What is needed:
Print the whole listing again, exactly as it stands.

Task data:
--------------------------------

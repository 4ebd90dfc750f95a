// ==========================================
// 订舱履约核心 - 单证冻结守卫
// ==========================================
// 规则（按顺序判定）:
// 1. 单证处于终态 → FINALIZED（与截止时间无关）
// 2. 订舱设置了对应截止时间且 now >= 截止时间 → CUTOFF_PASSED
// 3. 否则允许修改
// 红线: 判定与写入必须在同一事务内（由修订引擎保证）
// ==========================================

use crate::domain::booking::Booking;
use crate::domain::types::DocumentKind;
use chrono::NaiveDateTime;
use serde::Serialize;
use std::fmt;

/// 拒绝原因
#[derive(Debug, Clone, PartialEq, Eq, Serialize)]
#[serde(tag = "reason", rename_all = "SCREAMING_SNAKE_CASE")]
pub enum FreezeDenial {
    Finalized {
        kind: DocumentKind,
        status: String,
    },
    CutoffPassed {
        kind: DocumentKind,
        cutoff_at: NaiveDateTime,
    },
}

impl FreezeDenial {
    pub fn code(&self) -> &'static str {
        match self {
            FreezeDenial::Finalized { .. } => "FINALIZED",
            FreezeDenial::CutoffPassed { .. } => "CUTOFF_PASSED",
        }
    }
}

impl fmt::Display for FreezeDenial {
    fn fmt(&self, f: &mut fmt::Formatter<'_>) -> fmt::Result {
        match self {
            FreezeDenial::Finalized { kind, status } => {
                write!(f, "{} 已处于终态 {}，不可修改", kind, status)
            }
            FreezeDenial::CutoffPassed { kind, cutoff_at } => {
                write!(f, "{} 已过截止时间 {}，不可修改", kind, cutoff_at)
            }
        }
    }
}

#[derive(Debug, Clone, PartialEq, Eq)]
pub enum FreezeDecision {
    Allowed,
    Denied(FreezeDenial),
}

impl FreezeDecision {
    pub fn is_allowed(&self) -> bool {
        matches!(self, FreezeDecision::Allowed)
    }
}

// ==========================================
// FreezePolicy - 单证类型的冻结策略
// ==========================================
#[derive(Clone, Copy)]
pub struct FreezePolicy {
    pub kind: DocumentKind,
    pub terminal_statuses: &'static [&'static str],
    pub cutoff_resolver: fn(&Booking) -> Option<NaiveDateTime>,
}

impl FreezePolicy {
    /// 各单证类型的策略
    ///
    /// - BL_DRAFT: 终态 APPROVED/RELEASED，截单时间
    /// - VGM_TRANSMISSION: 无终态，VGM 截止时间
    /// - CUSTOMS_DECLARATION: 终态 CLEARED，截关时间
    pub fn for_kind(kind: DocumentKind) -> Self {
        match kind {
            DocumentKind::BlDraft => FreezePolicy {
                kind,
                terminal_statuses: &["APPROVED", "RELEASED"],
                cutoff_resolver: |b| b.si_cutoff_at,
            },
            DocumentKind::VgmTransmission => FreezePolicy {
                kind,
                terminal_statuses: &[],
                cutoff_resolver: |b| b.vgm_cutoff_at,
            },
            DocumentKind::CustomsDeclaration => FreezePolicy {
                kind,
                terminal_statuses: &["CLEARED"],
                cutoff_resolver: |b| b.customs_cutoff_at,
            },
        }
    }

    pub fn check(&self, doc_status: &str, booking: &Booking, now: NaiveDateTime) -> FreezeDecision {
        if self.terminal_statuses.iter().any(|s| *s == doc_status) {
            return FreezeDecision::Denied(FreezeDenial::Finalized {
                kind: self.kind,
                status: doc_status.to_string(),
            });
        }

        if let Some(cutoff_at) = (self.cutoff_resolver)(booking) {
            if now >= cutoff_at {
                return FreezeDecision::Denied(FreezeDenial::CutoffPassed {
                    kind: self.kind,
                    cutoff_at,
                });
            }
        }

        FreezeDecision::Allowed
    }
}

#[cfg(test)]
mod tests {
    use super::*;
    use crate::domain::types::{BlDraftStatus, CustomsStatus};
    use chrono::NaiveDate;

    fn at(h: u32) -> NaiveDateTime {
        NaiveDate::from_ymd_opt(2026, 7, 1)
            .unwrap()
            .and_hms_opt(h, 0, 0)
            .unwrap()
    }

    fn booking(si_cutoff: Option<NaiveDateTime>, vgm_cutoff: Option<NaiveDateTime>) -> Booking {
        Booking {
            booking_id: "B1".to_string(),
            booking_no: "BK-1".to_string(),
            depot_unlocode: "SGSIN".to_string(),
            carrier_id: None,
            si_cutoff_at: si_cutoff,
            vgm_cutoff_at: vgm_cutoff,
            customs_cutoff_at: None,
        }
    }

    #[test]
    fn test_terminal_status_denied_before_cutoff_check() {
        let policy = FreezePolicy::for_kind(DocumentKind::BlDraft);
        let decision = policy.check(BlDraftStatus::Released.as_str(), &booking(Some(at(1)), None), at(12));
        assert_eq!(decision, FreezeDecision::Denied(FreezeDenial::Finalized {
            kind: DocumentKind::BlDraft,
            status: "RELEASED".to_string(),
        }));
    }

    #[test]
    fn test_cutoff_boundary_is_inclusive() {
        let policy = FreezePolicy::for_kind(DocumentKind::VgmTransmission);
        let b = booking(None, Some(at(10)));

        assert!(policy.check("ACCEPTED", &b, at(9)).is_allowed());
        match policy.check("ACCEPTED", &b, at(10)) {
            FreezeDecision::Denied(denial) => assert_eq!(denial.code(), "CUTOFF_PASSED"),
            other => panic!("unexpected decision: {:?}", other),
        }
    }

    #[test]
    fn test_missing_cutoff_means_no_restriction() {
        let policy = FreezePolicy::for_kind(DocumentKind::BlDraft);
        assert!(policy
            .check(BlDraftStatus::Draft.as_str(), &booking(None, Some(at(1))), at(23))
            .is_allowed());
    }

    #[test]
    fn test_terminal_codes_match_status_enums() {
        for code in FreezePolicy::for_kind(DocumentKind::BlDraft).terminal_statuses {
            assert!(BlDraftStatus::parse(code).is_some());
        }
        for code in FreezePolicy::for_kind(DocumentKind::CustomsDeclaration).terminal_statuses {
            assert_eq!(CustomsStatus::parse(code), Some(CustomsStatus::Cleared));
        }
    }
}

--------------------------------

Solution for this exercise:
repository 4ebd90dfc750f95a
// ==========================================
// 订舱履约核心 - 单证冻结守卫
// ==========================================
// 规则（按顺序判定）:
// 1. 单证处于终态 → FINALIZED（与截止时间无关）
// 2. 订舱设置了对应截止时间且 now >= 截止时间 → CUTOFF_PASSED
// 3. 否则允许修改
// 红线: 判定与写入必须在同一事务内（由修订引擎保证）
// ==========================================

use crate::domain::booking::Booking;
use crate::domain::types::DocumentKind;
use chrono::NaiveDateTime;
use serde::Serialize;
use std::fmt;

/// 拒绝原因
#[derive(Debug, Clone, PartialEq, Eq, Serialize)]
#[serde(tag = "reason", rename_all = "SCREAMING_SNAKE_CASE")]
pub enum FreezeDenial {
    Finalized {
        kind: DocumentKind,
        status: String,
    },
    CutoffPassed {
        kind: DocumentKind,
        cutoff_at: NaiveDateTime,
    },
}

impl FreezeDenial {
    pub fn code(&self) -> &'static str {
        match self {
            FreezeDenial::Finalized { .. } => "FINALIZED",
            FreezeDenial::CutoffPassed { .. } => "CUTOFF_PASSED",
        }
    }
}

impl fmt::Display for FreezeDenial {
    fn fmt(&self, f: &mut fmt::Formatter<'_>) -> fmt::Result {
        match self {
            FreezeDenial::Finalized { kind, status } => {
                write!(f, "{} 已处于终态 {}，不可修改", kind, status)
            }
            FreezeDenial::CutoffPassed { kind, cutoff_at } => {
                write!(f, "{} 已过截止时间 {}，不可修改", kind, cutoff_at)
            }
        }
    }
}

#[derive(Debug, Clone, PartialEq, Eq)]
pub enum FreezeDecision {
    Allowed,
    Denied(FreezeDenial),
}

impl FreezeDecision {
    pub fn is_allowed(&self) -> bool {
        matches!(self, FreezeDecision::Allowed)
    }
}

// ==========================================
// FreezePolicy - 单证类型的冻结策略
// ==========================================
#[derive(Clone, Copy)]
pub struct FreezePolicy {
    pub kind: DocumentKind,
    pub terminal_statuses: &'static [&'static str],
    pub cutoff_resolver: fn(&Booking) -> Option<NaiveDateTime>,
}

impl FreezePolicy {
    /// 各单证类型的策略
    ///
    /// - BL_DRAFT: 终态 APPROVED/RELEASED，截单时间
    /// - VGM_TRANSMISSION: 无终态，VGM 截止时间
    /// - CUSTOMS_DECLARATION: 终态 CLEARED，截关时间
    pub fn for_kind(kind: DocumentKind) -> Self {
        match kind {
            DocumentKind::BlDraft => FreezePolicy {
                kind,
                terminal_statuses: &["APPROVED", "RELEASED"],
                cutoff_resolver: |b| b.si_cutoff_at,
            },
            DocumentKind::VgmTransmission => FreezePolicy {
                kind,
                terminal_statuses: &[],
                cutoff_resolver: |b| b.vgm_cutoff_at,
            },
            DocumentKind::CustomsDeclaration => FreezePolicy {
                kind,
                terminal_statuses: &["CLEARED"],
                cutoff_resolver: |b| b.customs_cutoff_at,
            },
        }
    }

    pub fn check(&self, doc_status: &str, booking: &Booking, now: NaiveDateTime) -> FreezeDecision {
        if self.terminal_statuses.iter().any(|s| *s == doc_status) {
            return FreezeDecision::Denied(FreezeDenial::Finalized {
                kind: self.kind,
                status: doc_status.to_string(),
            });
        }

        if let Some(cutoff_at) = (self.cutoff_resolver)(booking) {
            if now >= cutoff_at {
                return FreezeDecision::Denied(FreezeDenial::CutoffPassed {
                    kind: self.kind,
                    cutoff_at,
                });
            }
        }

        FreezeDecision::Allowed
    }
}

#[cfg(test)]
mod tests {
    use super::*;
    use crate::domain::types::{BlDraftStatus, CustomsStatus};
    use chrono::NaiveDate;

    fn at(h: u32) -> NaiveDateTime {
        NaiveDate::from_ymd_opt(2026, 7, 1)
            .unwrap()
            .and_hms_opt(h, 0, 0)
            .unwrap()
    }

    fn booking(si_cutoff: Option<NaiveDateTime>, vgm_cutoff: Option<NaiveDateTime>) -> Booking {
        Booking {
            booking_id: "B1".to_string(),
            booking_no: "BK-1".to_string(),
            depot_unlocode: "SGSIN".to_string(),
            carrier_id: None,
            si_cutoff_at: si_cutoff,
            vgm_cutoff_at: vgm_cutoff,
            customs_cutoff_at: None,
        }
    }

    #[test]
    fn test_terminal_status_denied_before_cutoff_check() {
        let policy = FreezePolicy::for_kind(DocumentKind::BlDraft);
        let decision = policy.check(BlDraftStatus::Released.as_str(), &booking(Some(at(1)), None), at(12));
        assert_eq!(decision, FreezeDecision::Denied(FreezeDenial::Finalized {
            kind: DocumentKind::BlDraft,
            status: "RELEASED".to_string(),
        }));
    }

    #[test]
    fn test_cutoff_boundary_is_inclusive() {
        let policy = FreezePolicy::for_kind(DocumentKind::VgmTransmission);
        let b = booking(None, Some(at(10)));

        assert!(policy.check("ACCEPTED", &b, at(9)).is_allowed());
        match policy.check("ACCEPTED", &b, at(10)) {
            FreezeDecision::Denied(denial) => assert_eq!(denial.code(), "CUTOFF_PASSED"),
            other => panic!("unexpected decision: {:?}", other),
        }
    }

    #[test]
    fn test_missing_cutoff_means_no_restriction() {
        let policy = FreezePolicy::for_kind(DocumentKind::BlDraft);
        assert!(policy
            .check(BlDraftStatus::Draft.as_str(), &booking(None, Some(at(1))), at(23))
            .is_allowed());
    }

    #[test]
    fn test_terminal_codes_match_status_enums() {
        for code in FreezePolicy::for_kind(DocumentKind::BlDraft).terminal_statuses {
            assert!(BlDraftStatus::parse(code).is_some());
        }
        for code in FreezePolicy::for_kind(DocumentKind::CustomsDeclaration).terminal_statuses {
            assert_eq!(CustomsStatus::parse(code), Some(CustomsStatus::Cleared));
        }
    }
}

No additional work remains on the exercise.